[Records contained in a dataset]
"""

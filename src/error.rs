//! Error types for schema import and resource generation.

use crate::types::ResourceCategory;
use std::path::PathBuf;
use thiserror::Error;

/// Failure reported by a category generator.
///
/// Opaque to the orchestrator: it is surfaced as-is, never retried or merged.
#[derive(Debug, Clone, PartialEq, Eq, Error)]
#[error("{category} generation failed: {message}")]
pub struct GenerationError {
    pub category: ResourceCategory,
    pub message: String,
}

impl GenerationError {
    pub fn new(category: ResourceCategory, message: impl Into<String>) -> Self {
        Self {
            category,
            message: message.into(),
        }
    }
}

/// Import state persistence errors
#[derive(Debug, Error)]
pub enum StorageError {
    #[error("State I/O error: {0}")]
    IoError(#[from] std::io::Error),

    #[error("State serialization failed: {0}")]
    Serialization(String),

    #[error("Unsupported import state version: {found} (expected {expected})")]
    UnsupportedVersion { found: u32, expected: u32 },
}

/// Errors surfaced to callers of the import pipeline
#[derive(Debug, Error)]
pub enum ApiError {
    #[error(transparent)]
    GenerationFailed(#[from] GenerationError),

    #[error("Storage error: {0}")]
    StorageError(#[from] StorageError),

    #[error("Configuration error: {0}")]
    ConfigError(String),

    #[error("Invalid resource snapshot: {0}")]
    InvalidResource(String),

    #[error("Failed to prepare project layout at {path:?}: {source}")]
    ProjectLayout {
        path: PathBuf,
        #[source]
        source: std::io::Error,
    },

    #[error("Generation worker aborted: {0}")]
    WorkerAborted(String),

    #[error("State reconciler stopped before reporting a result")]
    ReconcilerStopped,
}

impl From<config::ConfigError> for ApiError {
    fn from(err: config::ConfigError) -> Self {
        ApiError::ConfigError(err.to_string())
    }
}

"""

→ **Work required**
Count every line above that includes the string "Self", and answer with the count only.

→ **Problem solution**
3